━━ INFORMATION SHOWN
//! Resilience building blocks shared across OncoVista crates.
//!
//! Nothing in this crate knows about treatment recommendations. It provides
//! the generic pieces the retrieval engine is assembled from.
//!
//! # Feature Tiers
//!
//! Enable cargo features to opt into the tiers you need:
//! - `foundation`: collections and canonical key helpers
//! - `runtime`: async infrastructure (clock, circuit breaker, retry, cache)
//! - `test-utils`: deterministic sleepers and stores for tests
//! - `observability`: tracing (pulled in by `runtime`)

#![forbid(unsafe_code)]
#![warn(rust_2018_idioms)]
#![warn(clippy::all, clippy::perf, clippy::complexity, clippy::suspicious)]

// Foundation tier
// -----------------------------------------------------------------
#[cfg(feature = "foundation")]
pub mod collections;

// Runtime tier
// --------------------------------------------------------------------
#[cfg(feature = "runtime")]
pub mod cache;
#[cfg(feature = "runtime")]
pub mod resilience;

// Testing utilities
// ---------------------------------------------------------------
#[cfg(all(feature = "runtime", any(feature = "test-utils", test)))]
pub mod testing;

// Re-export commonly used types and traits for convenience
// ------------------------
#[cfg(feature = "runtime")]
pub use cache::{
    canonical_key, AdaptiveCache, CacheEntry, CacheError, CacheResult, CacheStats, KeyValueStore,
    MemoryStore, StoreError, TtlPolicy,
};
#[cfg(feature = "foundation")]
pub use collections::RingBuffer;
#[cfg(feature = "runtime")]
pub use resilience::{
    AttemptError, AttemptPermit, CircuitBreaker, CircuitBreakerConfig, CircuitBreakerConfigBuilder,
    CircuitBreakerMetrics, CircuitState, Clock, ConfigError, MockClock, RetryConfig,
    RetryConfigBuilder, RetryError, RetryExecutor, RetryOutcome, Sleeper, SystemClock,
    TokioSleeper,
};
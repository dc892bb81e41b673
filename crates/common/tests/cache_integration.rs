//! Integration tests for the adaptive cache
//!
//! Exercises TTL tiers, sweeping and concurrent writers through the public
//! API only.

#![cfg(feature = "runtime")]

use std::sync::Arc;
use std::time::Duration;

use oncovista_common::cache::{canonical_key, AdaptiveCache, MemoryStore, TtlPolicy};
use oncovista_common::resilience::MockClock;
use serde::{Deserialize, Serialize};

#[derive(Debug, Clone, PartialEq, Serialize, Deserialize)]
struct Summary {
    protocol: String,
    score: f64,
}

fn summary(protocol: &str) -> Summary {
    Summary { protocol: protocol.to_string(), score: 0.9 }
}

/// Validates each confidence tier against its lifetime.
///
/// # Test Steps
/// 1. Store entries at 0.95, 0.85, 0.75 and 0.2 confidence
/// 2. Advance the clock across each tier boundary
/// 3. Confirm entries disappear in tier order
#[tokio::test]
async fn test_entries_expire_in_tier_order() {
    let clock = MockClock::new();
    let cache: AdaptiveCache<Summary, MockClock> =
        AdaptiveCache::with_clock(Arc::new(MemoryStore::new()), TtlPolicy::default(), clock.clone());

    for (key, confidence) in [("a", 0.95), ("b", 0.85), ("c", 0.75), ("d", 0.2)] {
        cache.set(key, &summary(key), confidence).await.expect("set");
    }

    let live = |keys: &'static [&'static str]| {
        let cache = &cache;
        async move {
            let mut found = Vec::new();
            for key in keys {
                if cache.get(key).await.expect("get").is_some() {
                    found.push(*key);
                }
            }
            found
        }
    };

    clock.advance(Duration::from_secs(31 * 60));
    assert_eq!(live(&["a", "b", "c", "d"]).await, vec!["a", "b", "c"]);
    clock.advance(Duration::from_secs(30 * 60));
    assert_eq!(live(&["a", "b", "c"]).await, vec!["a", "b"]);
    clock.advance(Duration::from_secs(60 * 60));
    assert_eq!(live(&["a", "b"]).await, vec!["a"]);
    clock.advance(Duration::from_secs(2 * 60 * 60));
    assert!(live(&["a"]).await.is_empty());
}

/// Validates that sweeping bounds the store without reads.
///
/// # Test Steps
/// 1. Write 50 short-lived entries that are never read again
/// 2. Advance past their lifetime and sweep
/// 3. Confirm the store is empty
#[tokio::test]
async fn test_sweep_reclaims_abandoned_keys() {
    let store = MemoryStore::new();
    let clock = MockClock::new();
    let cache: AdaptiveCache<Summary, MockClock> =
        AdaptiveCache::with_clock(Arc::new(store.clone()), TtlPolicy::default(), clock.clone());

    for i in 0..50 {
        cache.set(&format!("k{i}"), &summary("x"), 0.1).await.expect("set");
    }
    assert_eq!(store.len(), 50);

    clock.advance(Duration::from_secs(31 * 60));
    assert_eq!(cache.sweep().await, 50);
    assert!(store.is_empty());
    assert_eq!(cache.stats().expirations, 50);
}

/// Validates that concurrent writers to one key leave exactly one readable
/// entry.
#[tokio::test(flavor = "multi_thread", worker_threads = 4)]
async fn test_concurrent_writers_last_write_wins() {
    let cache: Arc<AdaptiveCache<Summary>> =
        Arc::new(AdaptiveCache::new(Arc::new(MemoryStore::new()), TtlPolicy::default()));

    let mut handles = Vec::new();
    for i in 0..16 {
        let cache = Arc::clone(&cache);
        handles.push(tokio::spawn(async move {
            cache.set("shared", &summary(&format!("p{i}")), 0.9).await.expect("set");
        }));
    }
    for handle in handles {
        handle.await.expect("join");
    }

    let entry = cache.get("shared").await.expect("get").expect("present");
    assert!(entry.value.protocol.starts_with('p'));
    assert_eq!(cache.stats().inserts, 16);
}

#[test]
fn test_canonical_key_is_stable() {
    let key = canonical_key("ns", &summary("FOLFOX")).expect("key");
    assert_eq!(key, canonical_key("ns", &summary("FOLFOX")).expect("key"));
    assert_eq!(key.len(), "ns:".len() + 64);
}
━━━━
━━ INFORMATION SHOWN
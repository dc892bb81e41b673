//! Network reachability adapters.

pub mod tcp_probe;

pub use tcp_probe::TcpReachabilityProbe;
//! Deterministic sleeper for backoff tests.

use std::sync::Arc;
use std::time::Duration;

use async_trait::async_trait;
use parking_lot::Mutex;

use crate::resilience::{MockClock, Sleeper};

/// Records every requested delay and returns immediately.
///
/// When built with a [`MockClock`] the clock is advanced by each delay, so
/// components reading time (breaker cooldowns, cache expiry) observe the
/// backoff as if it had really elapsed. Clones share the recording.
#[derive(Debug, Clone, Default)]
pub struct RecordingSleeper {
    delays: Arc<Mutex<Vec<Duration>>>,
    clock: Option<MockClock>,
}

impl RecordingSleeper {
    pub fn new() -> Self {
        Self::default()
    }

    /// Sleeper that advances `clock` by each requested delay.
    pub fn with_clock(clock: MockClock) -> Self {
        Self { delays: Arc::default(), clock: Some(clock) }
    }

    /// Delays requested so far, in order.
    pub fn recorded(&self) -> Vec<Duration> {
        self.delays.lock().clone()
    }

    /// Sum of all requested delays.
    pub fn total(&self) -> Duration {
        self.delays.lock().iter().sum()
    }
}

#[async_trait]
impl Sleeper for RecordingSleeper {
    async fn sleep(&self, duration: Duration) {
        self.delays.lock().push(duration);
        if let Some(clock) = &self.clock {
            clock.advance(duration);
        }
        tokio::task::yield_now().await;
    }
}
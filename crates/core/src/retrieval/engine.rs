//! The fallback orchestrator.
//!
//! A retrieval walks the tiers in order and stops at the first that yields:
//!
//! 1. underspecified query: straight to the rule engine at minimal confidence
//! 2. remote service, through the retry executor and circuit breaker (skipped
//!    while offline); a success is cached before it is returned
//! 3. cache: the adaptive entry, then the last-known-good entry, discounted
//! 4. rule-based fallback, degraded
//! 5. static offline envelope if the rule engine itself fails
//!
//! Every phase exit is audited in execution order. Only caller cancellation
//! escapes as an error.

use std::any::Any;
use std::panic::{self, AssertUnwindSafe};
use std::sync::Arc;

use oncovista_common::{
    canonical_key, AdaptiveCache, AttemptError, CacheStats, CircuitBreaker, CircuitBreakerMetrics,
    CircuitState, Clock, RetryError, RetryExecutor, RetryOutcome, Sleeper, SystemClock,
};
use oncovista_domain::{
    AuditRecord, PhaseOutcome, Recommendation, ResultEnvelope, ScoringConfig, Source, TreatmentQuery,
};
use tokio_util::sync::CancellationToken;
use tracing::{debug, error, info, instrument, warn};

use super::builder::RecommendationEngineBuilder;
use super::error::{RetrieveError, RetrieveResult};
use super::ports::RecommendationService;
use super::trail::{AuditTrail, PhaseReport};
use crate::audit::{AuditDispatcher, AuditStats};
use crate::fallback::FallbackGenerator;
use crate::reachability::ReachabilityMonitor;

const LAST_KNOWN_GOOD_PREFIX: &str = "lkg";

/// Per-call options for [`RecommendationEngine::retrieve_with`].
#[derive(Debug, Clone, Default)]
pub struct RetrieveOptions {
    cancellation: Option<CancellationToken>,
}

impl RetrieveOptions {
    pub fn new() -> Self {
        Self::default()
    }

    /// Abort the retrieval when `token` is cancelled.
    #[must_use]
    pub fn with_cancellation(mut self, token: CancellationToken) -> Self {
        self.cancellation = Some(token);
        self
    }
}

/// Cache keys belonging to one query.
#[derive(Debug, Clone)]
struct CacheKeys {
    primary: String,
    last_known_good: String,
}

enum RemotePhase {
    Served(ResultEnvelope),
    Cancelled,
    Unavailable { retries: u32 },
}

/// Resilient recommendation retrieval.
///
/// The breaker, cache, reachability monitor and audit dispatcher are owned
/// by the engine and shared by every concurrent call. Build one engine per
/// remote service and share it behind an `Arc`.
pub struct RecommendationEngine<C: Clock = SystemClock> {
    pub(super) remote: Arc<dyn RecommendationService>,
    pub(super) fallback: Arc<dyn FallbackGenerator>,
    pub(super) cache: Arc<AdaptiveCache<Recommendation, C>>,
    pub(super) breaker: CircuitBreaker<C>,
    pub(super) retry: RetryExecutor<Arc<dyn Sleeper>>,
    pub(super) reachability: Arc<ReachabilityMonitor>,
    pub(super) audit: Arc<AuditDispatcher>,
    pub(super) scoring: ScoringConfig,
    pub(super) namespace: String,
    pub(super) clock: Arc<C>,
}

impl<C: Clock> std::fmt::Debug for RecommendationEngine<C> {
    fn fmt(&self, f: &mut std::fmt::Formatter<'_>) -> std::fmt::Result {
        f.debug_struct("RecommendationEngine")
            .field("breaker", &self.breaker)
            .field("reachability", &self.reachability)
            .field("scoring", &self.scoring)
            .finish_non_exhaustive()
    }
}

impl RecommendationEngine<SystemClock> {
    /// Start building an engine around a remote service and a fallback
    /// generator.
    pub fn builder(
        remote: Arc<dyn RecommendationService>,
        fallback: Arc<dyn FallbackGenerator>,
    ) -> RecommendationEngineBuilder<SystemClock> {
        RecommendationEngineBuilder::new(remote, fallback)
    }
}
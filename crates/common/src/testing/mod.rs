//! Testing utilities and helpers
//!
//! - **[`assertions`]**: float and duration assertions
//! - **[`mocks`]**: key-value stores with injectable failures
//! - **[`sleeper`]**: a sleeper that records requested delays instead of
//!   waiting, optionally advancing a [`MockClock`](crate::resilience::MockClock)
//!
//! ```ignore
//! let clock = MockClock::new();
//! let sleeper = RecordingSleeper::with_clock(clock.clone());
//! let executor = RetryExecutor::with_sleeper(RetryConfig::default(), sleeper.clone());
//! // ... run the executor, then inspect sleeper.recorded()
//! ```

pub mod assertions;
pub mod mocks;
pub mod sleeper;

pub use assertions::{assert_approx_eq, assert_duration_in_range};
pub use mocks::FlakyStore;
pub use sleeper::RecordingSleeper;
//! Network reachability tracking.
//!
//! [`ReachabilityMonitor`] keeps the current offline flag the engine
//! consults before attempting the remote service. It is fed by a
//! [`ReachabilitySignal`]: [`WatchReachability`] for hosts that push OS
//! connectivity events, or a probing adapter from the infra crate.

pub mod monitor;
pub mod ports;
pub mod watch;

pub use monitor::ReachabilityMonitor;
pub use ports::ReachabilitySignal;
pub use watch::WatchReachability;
━━━━
━━ INFORMATION SHOWN
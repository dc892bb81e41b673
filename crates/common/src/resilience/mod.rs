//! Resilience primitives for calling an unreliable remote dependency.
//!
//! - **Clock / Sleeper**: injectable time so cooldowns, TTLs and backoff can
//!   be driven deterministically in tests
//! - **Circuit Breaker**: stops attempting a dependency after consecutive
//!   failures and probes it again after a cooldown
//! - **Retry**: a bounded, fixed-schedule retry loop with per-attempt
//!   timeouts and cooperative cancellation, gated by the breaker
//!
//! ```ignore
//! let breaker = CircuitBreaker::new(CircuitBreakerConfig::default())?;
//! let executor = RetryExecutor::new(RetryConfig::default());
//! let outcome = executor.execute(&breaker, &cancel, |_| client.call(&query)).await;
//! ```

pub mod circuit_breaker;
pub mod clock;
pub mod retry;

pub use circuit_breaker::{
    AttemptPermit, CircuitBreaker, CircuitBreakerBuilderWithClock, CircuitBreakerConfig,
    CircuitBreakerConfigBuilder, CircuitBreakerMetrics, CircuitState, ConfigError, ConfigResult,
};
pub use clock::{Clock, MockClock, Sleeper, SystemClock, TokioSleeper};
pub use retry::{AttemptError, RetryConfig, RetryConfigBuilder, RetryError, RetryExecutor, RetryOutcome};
━━━━
▶ [PROBLEM DETAILS]
Where a line of the records above holds the word "TtlPolicy", copy that line.

▶ [SOLUTION TO THE EXERCISE]
    MemoryStore, StoreError, TtlPolicy,
use oncovista_common::cache::{canonical_key, AdaptiveCache, MemoryStore, TtlPolicy};
        AdaptiveCache::with_clock(Arc::new(MemoryStore::new()), TtlPolicy::default(), clock.clone());
        AdaptiveCache::with_clock(Arc::new(store.clone()), TtlPolicy::default(), clock.clone());
        Arc::new(AdaptiveCache::new(Arc::new(MemoryStore::new()), TtlPolicy::default()));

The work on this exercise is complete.